§ **Task item**
Two lines mark the range in the entries below: the one holding "# API Facade" and the one holding "the terminal; interactive". Set down those two and all lines between them, exactly.

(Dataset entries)
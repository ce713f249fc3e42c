//! # API Facade
//!
//! [`InventoryApi`] is the single entry point for every inventory operation.
//! It owns the loaded [`Database`] and the [`DataStore`] it came from, calls
//! into `commands/*.rs`, and saves the whole database whenever a command
//! reports a change. Nothing here prints or reads the terminal; interactive
//! steps go through the [`Prompt`] passed in by the caller.
//!
//! `InventoryApi<S: DataStore>` is generic over the storage backend:
//! - Production: `InventoryApi<FileStore>`
//! - Testing: `InventoryApi<InMemoryStore>`
//!
//! API tests check dispatch and persistence (was the store written or not);
//! command behaviour is tested in the command modules.

use crate::commands;
use crate::config::{ShelfwiseConfig, ShelfwisePaths};
use crate::database::Database;
use crate::error::Result;
use crate::model::Kind;
use crate::prompt::Prompt;
use crate::store::DataStore;

pub use crate::commands::config::ConfigAction;
pub use crate::commands::list::ListFilter;
pub use crate::commands::{CmdMessage, CmdResult, MessageLevel};

pub struct InventoryApi<S: DataStore> {
    store: S,
    db: Database,
    paths: ShelfwisePaths,
    config: ShelfwiseConfig,
}

impl<S: DataStore> InventoryApi<S> {
    /// Loads the database from `store`. A corrupt document is an error.
    pub fn open(store: S, paths: ShelfwisePaths, config: ShelfwiseConfig) -> Result<Self> {
        let db = store.load()?;
        Ok(Self {
            store,
            db,
            paths,
            config,
        })
    }

    pub fn database(&self) -> &Database {
        &self.db
    }

    pub fn store(&self) -> &S {
        &self.store
    }

    pub fn config(&self) -> &ShelfwiseConfig {
        &self.config
    }

    fn persist(&mut self, result: CmdResult) -> Result<CmdResult> {
        if result.changed {
            self.store.save(&self.db)?;
        }
        Ok(result)
    }

    fn sort(&self, requested: bool) -> bool {
        requested || self.config.sort_by_name
    }

    pub fn add_warehouse(&mut self, name: &str) -> Result<CmdResult> {
        let result = commands::create::warehouse(&mut self.db, name)?;
        self.persist(result)
    }

    pub fn add_category(&mut self, name: &str) -> Result<CmdResult> {
        let result = commands::create::category(&mut self.db, name)?;
        self.persist(result)
    }

    pub fn switch_warehouse(&mut self, name: &str) -> Result<CmdResult> {
        let result = commands::switch::run(&mut self.db, name)?;
        self.persist(result)
    }

    pub fn add_room(&mut self, name: &str) -> Result<CmdResult> {
        let result = commands::create::room(&mut self.db, name)?;
        self.persist(result)
    }

    pub fn add_shelf<U: Prompt>(&mut self, ui: &mut U, name: &str, room: &str) -> Result<CmdResult> {
        let result = commands::create::shelf(&mut self.db, ui, name, room)?;
        self.persist(result)
    }

    pub fn add_box<U: Prompt>(&mut self, ui: &mut U, name: &str, shelf: &str) -> Result<CmdResult> {
        let result = commands::create::bin(&mut self.db, ui, name, shelf)?;
        self.persist(result)
    }

    /// Saves after every item, see [`commands::items::run`].
    pub fn add_items<U: Prompt>(&mut self, ui: &mut U, bin: &str) -> Result<CmdResult> {
        let store = &mut self.store;
        commands::items::run(&mut self.db, ui, bin, |db| store.save(db))
    }

    pub fn move_item<U: Prompt>(&mut self, ui: &mut U, item: &str, bin: &str) -> Result<CmdResult> {
        let result = commands::moving::item(&mut self.db, ui, item, bin)?;
        self.persist(result)
    }

    pub fn move_box<U: Prompt>(&mut self, ui: &mut U, bin: &str, shelf: &str) -> Result<CmdResult> {
        let result = commands::moving::bin(&mut self.db, ui, bin, shelf)?;
        self.persist(result)
    }

    pub fn list<U: Prompt>(
        &self,
        ui: &mut U,
        kind: Kind,
        filter: &ListFilter,
        sort_by_name: bool,
    ) -> Result<CmdResult> {
        commands::list::run(&self.db, ui, kind, filter, self.sort(sort_by_name))
    }

    pub fn find(&self, term: &str, sort_by_name: bool) -> Result<CmdResult> {
        commands::list::find(&self.db, term, self.sort(sort_by_name))
    }

    pub fn show(&self, token: &str, kind: Option<Kind>) -> Result<CmdResult> {
        commands::show::run(&self.db, token, kind)
    }

    pub fn edit<U: Prompt>(&mut self, ui: &mut U, token: &str, kind: Option<Kind>) -> Result<CmdResult> {
        let result = commands::edit::run(&mut self.db, ui, token, kind)?;
        self.persist(result)
    }

    pub fn delete<U: Prompt>(
        &mut self,
        ui: &mut U,
        token: &str,
        kind: Option<Kind>,
        assume_yes: bool,
    ) -> Result<CmdResult> {
        let result = commands::delete::run(&mut self.db, ui, token, kind, assume_yes)?;
        self.persist(result)
    }

    pub fn tag(&mut self, tag: &str, id: &str) -> Result<CmdResult> {
        let result = commands::tagging::add(&mut self.db, tag, id)?;
        self.persist(result)
    }

    pub fn untag(&mut self, tag: &str, id: &str) -> Result<CmdResult> {
        let result = commands::tagging::remove(&mut self.db, tag, id)?;
        self.persist(result)
    }

    pub fn path(&self) -> Result<CmdResult> {
        Ok(CmdResult::default().with_path(self.store.location()))
    }

    pub fn config_action(&mut self, action: ConfigAction) -> Result<CmdResult> {
        commands::config::run(&mut self.config, &self.paths, action)
    }
}
//! Editable projection of a record.
//!
//! A [`RecordForm`] carries everything an edit dialog needs: the common
//! fields, the tags as free text, and the payload fields. Reference fields
//! (the parent and, for items, the category) come with the list of valid
//! choices so the UI can offer them.

use crate::database::Database;
use crate::error::Result;
use crate::model::{Kind, ListEntry, Payload, Record, UNNAMED};

#[derive(Debug, Clone, PartialEq, Eq)]
pub struct FormField {
    pub key: String,
    pub value: String,
    /// Valid IDs for reference fields, empty for plain text fields.
    pub options: Vec<ListEntry>,
}

#[derive(Debug, Clone, PartialEq, Eq)]
pub struct RecordForm {
    pub caption: String,
    pub kind: Kind,
    pub id: u32,
    pub name: String,
    pub description: String,
    /// Comma-separated tag names.
    pub tags: String,
    pub fields: Vec<FormField>,
}

impl RecordForm {
    pub fn from_record<P: Payload>(db: &Database, record: &Record<P>, caption: &str) -> Self {
        let parent_key = P::parent_field();
        let fields = record
            .data
            .form_fields()
            .into_iter()
            .map(|(key, value)| {
                let options = if Some(key) == parent_key {
                    db.parent_options(P::KIND, record.data.parent_id())
                } else if key == "category" {
                    db.categories.names_sorted()
                } else {
                    Vec::new()
                };
                FormField {
                    key: key.to_string(),
                    value,
                    options,
                }
            })
            .collect();

        Self {
            caption: caption.to_string(),
            kind: P::KIND,
            id: record.id,
            name: record.name.clone(),
            description: record.description.clone(),
            tags: db.render_tag_list(&record.tags),
            fields,
        }
    }

    pub fn field(&self, key: &str) -> Option<&FormField> {
        self.fields.iter().find(|f| f.key == key)
    }

    /// Writes the form back into `record`. Unknown tag names become new tags.
    pub fn apply<P: Payload>(&self, db: &mut Database, record: &mut Record<P>) -> Result<()> {
        let mut data = record.data.clone();
        for field in &self.fields {
            data.set_form_field(&field.key, &field.value)?;
        }
        record.data = data;
        record.name = if self.name.trim().is_empty() {
            UNNAMED.to_string()
        } else {
            self.name.trim().to_string()
        };
        record.description = self.description.clone();
        record.tags = db.resolve_tag_list(&self.tags)?;
        record.touch();
        Ok(())
    }
}

impl Database {
    /// Valid parent choices for a record of `kind` whose parent is currently
    /// `parent_id`: the siblings of that parent within the grandparent.
    pub fn parent_options(&self, kind: Kind, parent_id: u32) -> Vec<ListEntry> {
        match kind {
            Kind::Room => self.warehouses.names_sorted(),
            Kind::Shelf => self.rooms_of_warehouse(self.warehouse_of_room(parent_id)),
            Kind::Box => self.shelves_of_room(self.room_of_shelf(parent_id)),
            Kind::Item => self.boxes_of_shelf(self.shelf_of_box(parent_id)),
            Kind::Warehouse | Kind::Category | Kind::Tag => Vec::new(),
        }
    }
}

§ **Completed task**
//! # API Facade
//!
//! [`InventoryApi`] is the single entry point for every inventory operation.
//! It owns the loaded [`Database`] and the [`DataStore`] it came from, calls
//! into `commands/*.rs`, and saves the whole database whenever a command
//! reports a change. Nothing here prints or reads the terminal; interactive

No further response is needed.